[Stored items]

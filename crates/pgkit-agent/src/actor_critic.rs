//! Actor-critic over whole trajectories

use async_trait::async_trait;
use ndarray::ArrayView1;
use rand::RngCore;
use tracing::trace;

use pgkit_core::{PolicyOutput, Result, Trajectory};

use crate::agent::{maybe_standardize, Agent, AgentConfig, Checkpoint, LearnOutput, Learner, StepTarget};
use crate::policy::PolicyNetwork;

/// Policy gradient with a learned state-value baseline
///
/// `Q_t` is the discounted return, bootstrapped from `V` of the final
/// observation when the trajectory was cut off before the episode ended,
/// and standardized within the trajectory when `standardize` is set.
/// The policy is weighted by `A_t = Q_t - V(s_t)` and the critic regresses
/// `V(s_t)` onto the same `Q_t` with weight `value_coef`.
#[derive(Debug)]
pub struct ActorCriticAgent {
    learner: Learner,
}

impl ActorCriticAgent {
    /// Algorithm name recorded in checkpoints
    pub const ALGORITHM: &'static str = "actor_critic";

    /// Create an agent around a policy with a value head
    pub fn new(policy: Box<dyn PolicyNetwork>, config: AgentConfig) -> Result<Self> {
        let learner = Learner::new(policy, config)?;
        learner.require_value_head(Self::ALGORITHM)?;
        Ok(Self { learner })
    }

    /// Number of learning steps taken
    #[must_use]
    pub fn learn_steps(&self) -> usize {
        self.learner.learn_steps()
    }
}

#[async_trait]
impl Agent for ActorCriticAgent {
    type Batch = [Trajectory];

    fn algorithm(&self) -> &'static str {
        Self::ALGORITHM
    }

    fn choose_action(&self, observation: ArrayView1<'_, f64>, rng: &mut dyn RngCore) -> Result<PolicyOutput> {
        self.learner.choose_action(observation, rng)
    }

    fn value(&self, observation: ArrayView1<'_, f64>) -> Result<Option<f64>> {
        self.learner.policy.value(observation)
    }

    fn learn(&mut self, batch: &[Trajectory]) -> Result<LearnOutput> {
        let config = &self.learner.config;
        let mut targets = Vec::with_capacity(batch.len());
        for trajectory in batch {
            let last_value = match trajectory.transitions.last() {
                Some(last) if !last.done => self
                    .learner
                    .values(std::iter::once(last.next_observation.view()))?[0],
                _ => 0.0,
            };
            let q = maybe_standardize(
                trajectory.bootstrapped_returns(config.gamma, last_value)?,
                config.standardize,
            )?;
            let v = self
                .learner
                .values(trajectory.transitions.iter().map(|t| t.observation.view()))?;
            let advantages = &q - &v;
            trace!(len = trajectory.len(), last_value, "actor-critic targets");
            targets.push((q, advantages));
        }

        let groups: Vec<Vec<StepTarget<'_>>> = batch
            .iter()
            .zip(&targets)
            .map(|(trajectory, (q, advantages))| {
                trajectory
                    .transitions
                    .iter()
                    .zip(q.iter().zip(advantages))
                    .map(|(transition, (&q, &advantage))| StepTarget {
                        observation: transition.observation.view(),
                        action: &transition.output.action,
                        advantage,
                        value_target: Some(q),
                    })
                    .collect()
            })
            .collect();

        self.learner.update(Self::ALGORITHM, &groups)
    }

    fn config(&self) -> &AgentConfig {
        &self.learner.config
    }

    fn policy(&self) -> &dyn PolicyNetwork {
        self.learner.policy.as_ref()
    }

    fn checkpoint(&self) -> Checkpoint {
        self.learner.checkpoint(Self::ALGORITHM)
    }

    fn restore(&mut self, checkpoint: Checkpoint) -> Result<()> {
        self.learner.restore(checkpoint)
    }
}

#[cfg(test)]
mod tests {
    use super::*;
    use crate::optim::OptimizerKind;
    use crate::reinforce::tests::{bandit_policy, pull};
    use crate::reinforce::ReinforceAgent;
    use approx::assert_abs_diff_eq;
    use ndarray::arr1;
    use pgkit_core::{RLError, SpaceValue, Transition};

    fn config() -> AgentConfig {
        AgentConfig {
            learning_rate: 0.05,
            standardize: false,
            value_coef: 1.0,
            entropy_coef: 0.0,
            max_grad_norm: None,
            optimizer: OptimizerKind::Sgd,
            ..AgentConfig::default()
        }
    }

    #[test]
    fn test_requires_value_head() {
        let err = ActorCriticAgent::new(bandit_policy(false), config()).unwrap_err();
        assert!(matches!(err, RLError::Agent(_)));
    }

    #[test]
    fn test_critic_learns_expected_return() {
        let mut agent = ActorCriticAgent::new(bandit_policy(true), config()).unwrap();
        // Both arms pulled equally often: the state is worth 0.5
        let batch = vec![pull(0), pull(1)];
        let first = agent.learn(&batch).unwrap();
        let mut last = first.clone();
        for _ in 0..200 {
            last = agent.learn(&batch).unwrap();
        }
        let mean_value_loss = |out: &LearnOutput| out.value_losses.iter().sum::<f64>() / 2.0;
        assert!(mean_value_loss(&last) < mean_value_loss(&first));
        assert!(last.loss < first.loss);

        let value = agent.value(arr1(&[1.0]).view()).unwrap().unwrap();
        assert_abs_diff_eq!(value, 0.5, epsilon = 0.05);
        assert_eq!(agent.learn_steps(), 201);
    }

    #[test]
    fn test_truncated_trajectory_bootstraps() {
        let mut agent = ActorCriticAgent::new(bandit_policy(true), config()).unwrap();
        // Value head is v . s + c with s = [1], so V = v + c
        let mut params = agent.policy().parameters();
        let n = params.len();
        params[n - 2] = 1.0;
        params[n - 1] = 1.0;
        agent.learner.policy.set_parameters(&params).unwrap();

        let mut trajectory = pull(0);
        trajectory.transitions[0].done = false;
        let out = agent.learn(&[trajectory]).unwrap();
        // Q = 1 + 0.99 * V(s') = 2.98, V(s) = 2
        assert_abs_diff_eq!(out.value_losses[0], (2.98 - 2.0_f64).powi(2), epsilon = 1e-12);
    }

    #[test]
    fn test_standardized_returns_are_critic_targets() {
        let mut agent = ActorCriticAgent::new(
            bandit_policy(true),
            AgentConfig {
                gamma: 0.5,
                standardize: true,
                ..config()
            },
        )
        .unwrap();
        let mut trajectory = Trajectory::new();
        for (i, reward) in [1.0, 2.0, 3.0].into_iter().enumerate() {
            trajectory.push(Transition {
                observation: arr1(&[1.0]),
                output: PolicyOutput {
                    action: SpaceValue::Discrete(0),
                    log_prob: 0.5f64.ln(),
                    entropy: 2f64.ln(),
                    state_value: Some(0.0),
                },
                reward,
                next_observation: arr1(&[1.0]),
                done: i == 2,
            });
        }
        // Fresh value head is zero, so the loss is mean(std(Q)^2) = 1
        let out = agent.learn(&[trajectory]).unwrap();
        assert_abs_diff_eq!(out.value_losses[0], 1.0, epsilon = 1e-6);
    }

    #[test]
    fn test_checkpoint_from_other_algorithm_is_rejected() {
        let path = std::env::temp_dir().join(format!("pgkit-ac-{}.json", std::process::id()));
        let reinforce = ReinforceAgent::new(bandit_policy(true), config()).unwrap();
        let mut agent = ActorCriticAgent::new(bandit_policy(true), config()).unwrap();
        tokio_test::block_on(async {
            reinforce.save(&path).await.unwrap();
            let err = agent.load(&path).await.unwrap_err();
            assert!(matches!(err, RLError::Agent(_)));
            tokio::fs::remove_file(&path).await.unwrap();
        });
    }

    #[test]
    fn test_missing_action_is_reported() {
        let mut agent = ActorCriticAgent::new(bandit_policy(true), config()).unwrap();
        let mut trajectory = Trajectory::new();
        trajectory.push(Transition {
            observation: arr1(&[1.0]),
            output: PolicyOutput {
                action: SpaceValue::Discrete(9),
                log_prob: 0.0,
                entropy: 0.0,
                state_value: Some(0.0),
            },
            reward: 1.0,
            next_observation: arr1(&[1.0]),
            done: true,
        });
        assert!(matches!(agent.learn(&[trajectory]), Err(RLError::InvalidAction(_))));
    }
}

Exercise details »
Take the entries and copy them out exactly.

Solution to this problem »
filename crates/pgkit-agent/src/actor_critic.rs
//! Actor-critic over whole trajectories

use async_trait::async_trait;
use ndarray::ArrayView1;
use rand::RngCore;
use tracing::trace;

use pgkit_core::{PolicyOutput, Result, Trajectory};

use crate::agent::{maybe_standardize, Agent, AgentConfig, Checkpoint, LearnOutput, Learner, StepTarget};
use crate::policy::PolicyNetwork;

/// Policy gradient with a learned state-value baseline
///
/// `Q_t` is the discounted return, bootstrapped from `V` of the final
/// observation when the trajectory was cut off before the episode ended,
/// and standardized within the trajectory when `standardize` is set.
/// The policy is weighted by `A_t = Q_t - V(s_t)` and the critic regresses
/// `V(s_t)` onto the same `Q_t` with weight `value_coef`.
#[derive(Debug)]
pub struct ActorCriticAgent {
    learner: Learner,
}

impl ActorCriticAgent {
    /// Algorithm name recorded in checkpoints
    pub const ALGORITHM: &'static str = "actor_critic";

    /// Create an agent around a policy with a value head
    pub fn new(policy: Box<dyn PolicyNetwork>, config: AgentConfig) -> Result<Self> {
        let learner = Learner::new(policy, config)?;
        learner.require_value_head(Self::ALGORITHM)?;
        Ok(Self { learner })
    }

    /// Number of learning steps taken
    #[must_use]
    pub fn learn_steps(&self) -> usize {
        self.learner.learn_steps()
    }
}

#[async_trait]
impl Agent for ActorCriticAgent {
    type Batch = [Trajectory];

    fn algorithm(&self) -> &'static str {
        Self::ALGORITHM
    }

    fn choose_action(&self, observation: ArrayView1<'_, f64>, rng: &mut dyn RngCore) -> Result<PolicyOutput> {
        self.learner.choose_action(observation, rng)
    }

    fn value(&self, observation: ArrayView1<'_, f64>) -> Result<Option<f64>> {
        self.learner.policy.value(observation)
    }

    fn learn(&mut self, batch: &[Trajectory]) -> Result<LearnOutput> {
        let config = &self.learner.config;
        let mut targets = Vec::with_capacity(batch.len());
        for trajectory in batch {
            let last_value = match trajectory.transitions.last() {
                Some(last) if !last.done => self
                    .learner
                    .values(std::iter::once(last.next_observation.view()))?[0],
                _ => 0.0,
            };
            let q = maybe_standardize(
                trajectory.bootstrapped_returns(config.gamma, last_value)?,
                config.standardize,
            )?;
            let v = self
                .learner
                .values(trajectory.transitions.iter().map(|t| t.observation.view()))?;
            let advantages = &q - &v;
            trace!(len = trajectory.len(), last_value, "actor-critic targets");
            targets.push((q, advantages));
        }

        let groups: Vec<Vec<StepTarget<'_>>> = batch
            .iter()
            .zip(&targets)
            .map(|(trajectory, (q, advantages))| {
                trajectory
                    .transitions
                    .iter()
                    .zip(q.iter().zip(advantages))
                    .map(|(transition, (&q, &advantage))| StepTarget {
                        observation: transition.observation.view(),
                        action: &transition.output.action,
                        advantage,
                        value_target: Some(q),
                    })
                    .collect()
            })
            .collect();

        self.learner.update(Self::ALGORITHM, &groups)
    }

    fn config(&self) -> &AgentConfig {
        &self.learner.config
    }

    fn policy(&self) -> &dyn PolicyNetwork {
        self.learner.policy.as_ref()
    }

    fn checkpoint(&self) -> Checkpoint {
        self.learner.checkpoint(Self::ALGORITHM)
    }

    fn restore(&mut self, checkpoint: Checkpoint) -> Result<()> {
        self.learner.restore(checkpoint)
    }
}

#[cfg(test)]
mod tests {
    use super::*;
    use crate::optim::OptimizerKind;
    use crate::reinforce::tests::{bandit_policy, pull};
    use crate::reinforce::ReinforceAgent;
    use approx::assert_abs_diff_eq;
    use ndarray::arr1;
    use pgkit_core::{RLError, SpaceValue, Transition};

    fn config() -> AgentConfig {
        AgentConfig {
            learning_rate: 0.05,
            standardize: false,
            value_coef: 1.0,
            entropy_coef: 0.0,
            max_grad_norm: None,
            optimizer: OptimizerKind::Sgd,
            ..AgentConfig::default()
        }
    }

    #[test]
    fn test_requires_value_head() {
        let err = ActorCriticAgent::new(bandit_policy(false), config()).unwrap_err();
        assert!(matches!(err, RLError::Agent(_)));
    }

    #[test]
    fn test_critic_learns_expected_return() {
        let mut agent = ActorCriticAgent::new(bandit_policy(true), config()).unwrap();
        // Both arms pulled equally often: the state is worth 0.5
        let batch = vec![pull(0), pull(1)];
        let first = agent.learn(&batch).unwrap();
        let mut last = first.clone();
        for _ in 0..200 {
            last = agent.learn(&batch).unwrap();
        }
        let mean_value_loss = |out: &LearnOutput| out.value_losses.iter().sum::<f64>() / 2.0;
        assert!(mean_value_loss(&last) < mean_value_loss(&first));
        assert!(last.loss < first.loss);

        let value = agent.value(arr1(&[1.0]).view()).unwrap().unwrap();
        assert_abs_diff_eq!(value, 0.5, epsilon = 0.05);
        assert_eq!(agent.learn_steps(), 201);
    }

    #[test]
    fn test_truncated_trajectory_bootstraps() {
        let mut agent = ActorCriticAgent::new(bandit_policy(true), config()).unwrap();
        // Value head is v . s + c with s = [1], so V = v + c
        let mut params = agent.policy().parameters();
        let n = params.len();
        params[n - 2] = 1.0;
        params[n - 1] = 1.0;
        agent.learner.policy.set_parameters(&params).unwrap();

        let mut trajectory = pull(0);
        trajectory.transitions[0].done = false;
        let out = agent.learn(&[trajectory]).unwrap();
        // Q = 1 + 0.99 * V(s') = 2.98, V(s) = 2
        assert_abs_diff_eq!(out.value_losses[0], (2.98 - 2.0_f64).powi(2), epsilon = 1e-12);
    }

    #[test]
    fn test_standardized_returns_are_critic_targets() {
        let mut agent = ActorCriticAgent::new(
            bandit_policy(true),
            AgentConfig {
                gamma: 0.5,
                standardize: true,
                ..config()
            },
        )
        .unwrap();
        let mut trajectory = Trajectory::new();
        for (i, reward) in [1.0, 2.0, 3.0].into_iter().enumerate() {
            trajectory.push(Transition {
                observation: arr1(&[1.0]),
                output: PolicyOutput {
                    action: SpaceValue::Discrete(0),
                    log_prob: 0.5f64.ln(),
                    entropy: 2f64.ln(),
                    state_value: Some(0.0),
                },
                reward,
                next_observation: arr1(&[1.0]),
                done: i == 2,
            });
        }
        // Fresh value head is zero, so the loss is mean(std(Q)^2) = 1
        let out = agent.learn(&[trajectory]).unwrap();
        assert_abs_diff_eq!(out.value_losses[0], 1.0, epsilon = 1e-6);
    }

    #[test]
    fn test_checkpoint_from_other_algorithm_is_rejected() {
        let path = std::env::temp_dir().join(format!("pgkit-ac-{}.json", std::process::id()));
        let reinforce = ReinforceAgent::new(bandit_policy(true), config()).unwrap();
        let mut agent = ActorCriticAgent::new(bandit_policy(true), config()).unwrap();
        tokio_test::block_on(async {
            reinforce.save(&path).await.unwrap();
            let err = agent.load(&path).await.unwrap_err();
            assert!(matches!(err, RLError::Agent(_)));
            tokio::fs::remove_file(&path).await.unwrap();
        });
    }

    #[test]
    fn test_missing_action_is_reported() {
        let mut agent = ActorCriticAgent::new(bandit_policy(true), config()).unwrap();
        let mut trajectory = Trajectory::new();
        trajectory.push(Transition {
            observation: arr1(&[1.0]),
            output: PolicyOutput {
                action: SpaceValue::Discrete(9),
                log_prob: 0.0,
                entropy: 0.0,
                state_value: Some(0.0),
            },
            reward: 1.0,
            next_observation: arr1(&[1.0]),
            done: true,
        });
        assert!(matches!(agent.learn(&[trajectory]), Err(RLError::InvalidAction(_))));
    }
}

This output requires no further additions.